Conservation laws and many-body localization

Conservation laws and many-body localization
Anushya Chandran, Perimeter Institute
Date and time: Mon, Dec 07, 2015 - 12:15pm
Refreshments at 12:00pm
Location: LGRT 1033
Category: Condensed Matter Seminar
Abstract:
Anderson localization is the remarkable quantum phenomenon of spatial localization of electrons in disordered media. It is traditionally diagnosed by the absence of charge and energy transport. Recent experiments in disordered cold atomic gases have brought into sharp focus the other striking aspects of localization: infinite persistence of local memory and the breakdown of statistical mechanics in highly excited states.

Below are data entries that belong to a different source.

// =============================================================================
// Actors
// =============================================================================

/// Parse one `[CODE ...]` restriction body into a code-set entry.
fn parse_code_entry(body: &str) -> Option<(DateRestriction, String)> {
    let wrapped = format!("[{body}]");
    let caps = CODE_LINE.captures(&wrapped)?;
    let code = caps[1].to_uppercase();
    let restriction = match (caps.get(2), caps.get(3), caps.get(4)) {
        (None, None, None) => DateRestriction::Unrestricted,
        (Some(op), Some(date), None) => {
            let date = super::parse_compact_date(date.as_str())?;
            match op.as_str() {
                "<" => DateRestriction::Before(date),
                _ => DateRestriction::After(date),
            }
        }
        (None, Some(lo), Some(hi)) => {
            let lo = super::parse_compact_date(lo.as_str())?;
            let hi = super::parse_compact_date(hi.as_str())?;
            DateRestriction::Between(lo, hi)
        }
        _ => return None,
    };
    Some((restriction, code))
}

/// Load an actor dictionary into the builder.
pub fn load_actors(path: &Path, builder: &mut DictionaryBuilder) -> Result<()> {
    let mut phrases: Vec<String> = Vec::new();
    let mut codes = CodeSet::new();
    let mut loaded = 0usize;

    let mut flush = |phrases: &mut Vec<String>, codes: &mut CodeSet, loaded: &mut usize| {
        if !phrases.is_empty() && !codes.is_empty() {
            for phrase in phrases.iter() {
                builder.actor_codes(phrase, codes.clone());
                *loaded += 1;
            }
        }
        phrases.clear();
        *codes = CodeSet::new();
    };

    for (line_no, line) in read_lines(path)? {
        let indented = line.starts_with([' ', '\t']);
        let text = line.trim();
        if indented {
            // Date-restricted code line for the current block.
            match BRACKET
                .captures(text)
                .and_then(|c| parse_code_entry(c[1].trim()))
            {
                Some((restriction, code)) => codes.push(restriction, code),
                None => warn_skip(path, line_no, "unparseable code restriction"),
            }
            continue;
        }
        if let Some(alias) = text.strip_prefix('+') {
            if phrases.is_empty() {
                warn_skip(path, line_no, "synonym before any primary phrase");
            } else {
                phrases.push(alias.trim().to_string());
            }
            continue;
        }
        // New primary phrase: flush the previous block.
        flush(&mut phrases, &mut codes, &mut loaded);
        let (phrase, inline) = match BRACKET.captures(text) {
            Some(caps) => {
                let phrase = text[..caps.get(0).unwrap().start()].trim().to_string();
                (phrase, parse_code_entry(caps[1].trim()))
            }
            None => (text.to_string(), None),
        };
        if phrase.is_empty() {
            warn_skip(path, line_no, "actor entry without a phrase");
            continue;
        }
        phrases.push(phrase);
        if let Some((restriction, code)) = inline {
            codes.push(restriction, code);
        }
    }
    flush(&mut phrases, &mut codes, &mut loaded);

    if loaded == 0 {
        return Err(Error::dictionary(format!(
            "{} produced no usable actor entries",
            path.display()
        )));
    }
    log::info!("{}: {loaded} actor patterns", path.display());
    Ok(())
}

// =============================================================================
// Agents
// =============================================================================

/// Expand `!X!` substitution markers in a phrase against the collected
/// marker table.
fn expand_markers(phrase: &str, markers: &HashMap<String, Vec<String>>) -> Vec<String> {
    for (name, values) in markers {
        let marker = format!("!{name}!");
        if phrase.contains(&marker) {
            return values
                .iter()
                .flat_map(|v| expand_markers(&phrase.replacen(&marker, v, 1), markers))
                .collect();
        }
    }
    vec![phrase.to_string()]
}

/// Load an agent dictionary into the builder.
pub fn load_agents(path: &Path, builder: &mut DictionaryBuilder) -> Result<()> {
    let mut markers: HashMap<String, Vec<String>> = HashMap::new();
    let mut loaded = 0usize;

    for (line_no, line) in read_lines(path)? {
        let text = line.trim();
        if let Some(caps) = SUBSTITUTION.captures(text) {
            let values = caps[2]
                .split(',')
                .map(|v| v.trim().to_uppercase())
                .filter(|v| !v.is_empty())
                .collect();
            markers.insert(caps[1].to_string(), values);
            continue;
        }
        let code = match BRACKET.captures(text) {
            Some(caps) => caps[1].trim().to_string(),
            None => {
                warn_skip(path, line_no, "agent entry without a [code]");
                continue;
            }
        };
        if !code.contains('~') {
            warn_skip(path, line_no, "agent code missing its ~ marker");
            continue;
        }
        let head = text[..text.find('[').unwrap_or(text.len())].trim();
        let plural = PLURAL.captures(head).map(|c| c[1].trim().to_string());
        let base = PLURAL.replace(head, "").trim().to_string();
        if base.is_empty() {
            warn_skip(path, line_no, "agent entry without a phrase");
            continue;
        }
        for phrase in expand_markers(&base, &markers) {
            builder.agent(&phrase, &code);
            loaded += 1;
        }
        if let Some(plural) = plural {
            for phrase in expand_markers(&plural, &markers) {
                builder.agent(&phrase, &code);
                loaded += 1;
            }
        }
    }

    if loaded == 0 {
        return Err(Error::dictionary(format!(
            "{} produced no usable agent entries",
            path.display()
        )));
    }
    log::info!("{}: {loaded} agent patterns", path.display());
    Ok(())
}

// =============================================================================
// Verbs
// =============================================================================

/// Regular inflections of a verb: plural, past, progressive.
fn inflect(word: &str) -> Vec<String> {
    if let Some(stem) = word.strip_suffix('E') {
        return vec![
            format!("{word}S"),
            format!("{word}D"),
            format!("{stem}ING"),
        ];
    }
    if let Some(stem) = word.strip_suffix('Y') {
        let consonant = !stem.ends_with(['A', 'E', 'I', 'O', 'U']);
        if consonant && !stem.is_empty() {
            return vec![
                format!("{stem}IES"),
                format!("{stem}IED"),
                format!("{word}ING"),
            ];
        }
    }
    vec![
        format!("{word}S"),
        format!("{word}ED"),
        format!("{word}ING"),
    ]
}

fn add_verb_word(builder: &mut DictionaryBuilder, primary: &str, word: &str, declared: bool) {
    if word.contains('_') {
        builder.verb_form(primary, &word.replace('_', " "));
        return;
    }
    if primary != word {
        builder.verb_alias(primary, word);
    }
    if !declared {
        for form in inflect(word) {
            builder.verb_alias(primary, &form);
        }
    }
}

fn parse_transform(text: &str) -> Option<TransformRule> {
    let mut toks = text.split_whitespace();
    let outer = toks.next()?;
    let inner = toks.next()?;
    let source = toks.next()?;
    let target = toks.next()?;
    let op = toks.next()?;
    if toks.next().is_some() {
        return None;
    }
    let key = |t: &str| -> Option<Option<i64>> {
        if t == "*" {
            Some(None)
        } else {
            convert_forward(t).map(Some)
        }
    };
    let role = |t: &str| -> Option<RoleRef> {
        match t {
            "S" => Some(RoleRef::OuterSource),
            "T" => Some(RoleRef::OuterTarget),
            "s" => Some(RoleRef::InnerSource),
            "t" => Some(RoleRef::InnerTarget),
            _ => None,
        }
    };
    Some(TransformRule {
        outer: key(outer)?,
        inner: key(inner)?,
        source: role(source)?,
        target: role(target)?,
        code: match op.to_uppercase().as_str() {
            "OUTER" => CodeOp::Outer,
            "INNER" => CodeOp::Inner,
            "COMBINE" => CodeOp::Combine,
            _ => return None,
        },
    })
}

/// Split a pattern body at its `*` verb marker into upper and lower halves.
fn split_at_verb_marker(body: &str) -> Option<(String, String)> {
    let mut parts = body.splitn(2, '*');
    let upper = parts.next()?.trim().to_string();
    let lower = parts.next()?.trim().to_string();
    Some((upper, lower))
}

fn synset_refs(tokens: &str) -> Vec<String> {
    tokens
        .split_whitespace()
        .filter_map(|t| t.strip_prefix('&'))
        .map(str::to_uppercase)
        .collect()
}

/// Load a verb dictionary into the builder.
pub fn load_verbs(path: &Path, builder: &mut DictionaryBuilder) -> Result<()> {
    let mut primary: Option<String> = None;
    let mut synset: Option<(String, Vec<String>)> = None;
    // Primary verb awaiting automatic inflection; a declared `{...}` block
    // cancels it, so regular forms are only generated at the block boundary.
    let mut pending_inflect: Option<String> = None;
    let mut loaded = 0usize;

    let flush_synset = |builder: &mut DictionaryBuilder, synset: &mut Option<(String, Vec<String>)>| {
        if let Some((name, members)) = synset.take() {
            let refs: Vec<&str> = members.iter().map(String::as_str).collect();
            builder.synset(&name, &refs);
        }
    };
    let flush_inflect = |builder: &mut DictionaryBuilder, pending: &mut Option<String>| {
        if let Some(word) = pending.take() {
            for form in inflect(&word) {
                builder.verb_alias(&word, &form);
            }
        }
    };

    for (line_no, line) in read_lines(path)? {
        let text = line.trim();

        if let Some(name) = text.strip_prefix('&') {
            flush_synset(builder, &mut synset);
            flush_inflect(builder, &mut pending_inflect);
            synset = Some((name.trim().to_uppercase(), Vec::new()));
            primary = None;
            continue;
        }
        if let Some(member) = text.strip_prefix('+') {
            match &mut synset {
                Some((_, members)) => members.push(member.trim().to_uppercase()),
                None => match &primary {
                    // Inside a verb block, + introduces a synonymous verb.
                    Some(p) => {
                        let p = p.clone();
                        add_verb_word(builder, &p, &member.trim().to_uppercase(), false);
                    }
                    None => warn_skip(path, line_no, "synonym before any block"),
                },
            }
            continue;
        }
        flush_synset(builder, &mut synset);

        if let Some(body) = text.strip_prefix('-') {
            let Some(p) = primary.clone() else {
                warn_skip(path, line_no, "pattern before any verb");
                continue;
            };
            let code = match BRACKET.captures(body) {
                Some(caps) => caps[1].trim().to_string(),
                None => {
                    warn_skip(path, line_no, "pattern without a [code]");
                    continue;
                }
            };
            let tokens = &body[..body.find('[').unwrap_or(body.len())];
            let Some((upper, lower)) = split_at_verb_marker(tokens) else {
                warn_skip(path, line_no, "pattern without a * verb marker");
                continue;
            };
            let mut unknown = false;
            for name in synset_refs(tokens) {
                if !builder.has_synset(&name) {
                    let err = Error::UnknownSynset(name);
                    log::warn!("{}:{line_no}: {err}; pattern skipped", path.display());
                    unknown = true;
                }
            }
            if unknown {
                continue;
            }
            // A token of bare connectors ("_") compiles to an empty literal,
            // which can never match.
            let upper_toks = parse_pattern_tokens(&upper);
            let lower_toks = parse_pattern_tokens(&lower);
            let empty_literal = upper_toks
                .iter()
                .chain(&lower_toks)
                .any(|t| matches!(t, PatTok::Lex(w) if w.is_empty()));
            if empty_literal {
                warn_skip(path, line_no, "pattern with an empty literal token");
                continue;
            }
            builder.pattern(&p, &upper, &lower, &code);
            continue;
        }
        if let Some(body) = text.strip_prefix('%') {
            match parse_transform(body.trim()) {
                Some(rule) => {
                    builder.transform(rule);
                }
                None => warn_skip(path, line_no, "unparseable transformation"),
            }
            continue;
        }
        if let Some(caps) = PLURAL.captures(text) {
            if text.starts_with('{') {
                // Declared inflections replace the automatic ones.
                let Some(p) = primary.clone() else {
                    warn_skip(path, line_no, "inflections before any verb");
                    continue;
                };
                pending_inflect = None;
                for word in caps[1].split_whitespace() {
                    add_verb_word(builder, &p, &word.to_uppercase(), true);
                }
                continue;
            }
        }

        // Primary verb line: WORD [code].
        flush_inflect(builder, &mut pending_inflect);
        let (head, code) = match BRACKET.captures(text) {
            Some(caps) => (
                text[..caps.get(0).unwrap().start()].trim(),
                Some(caps[1].trim().to_string()),
            ),
            None => (text, None),
        };
        let word = head.to_uppercase();
        if word.is_empty() || word.split_whitespace().count() != 1 {
            warn_skip(path, line_no, "unparseable verb entry");
            continue;
        }
        if word.contains('_') {
            // A multi-word primary anchors its own block under the first word.
            let anchor = word.split('_').next().unwrap_or_default().to_string();
            builder.verb(&anchor, code.as_deref());
            builder.verb_form(&anchor, &word.replace('_', " "));
            primary = Some(anchor);
        } else {
            builder.verb(&word, code.as_deref());
            pending_inflect = Some(word.clone());
            primary = Some(word);
        }
        loaded += 1;
    }
    flush_synset(builder, &mut synset);
    flush_inflect(builder, &mut pending_inflect);

    if loaded == 0 {
        return Err(Error::dictionary(format!(
            "{} produced no usable verb entries",
            path.display()
        )));
    }
    log::info!("{}: {loaded} verb entries", path.display());
    Ok(())
}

In the last year, these and other experiments have begun to controllably explore the interacting regime and have raised many new questions about interacting localization or "many-body localization". In this talk, I will explore the role of conserved quantities in many-body localization (MBL). I will first show how a complete set of quasi-local conserved bits explains the properties of MBL. I will then argue that such a set arises in the MBL phase in one dimension and provide an explicit experimentally motivated construction of them in a disordered spin chain. In higher dimensions, the phenomenology has to be different; I will present a geometric setting of a MBL* phase with no local conserved quantities that nevertheless exhibits slow dynamics and has zero transport.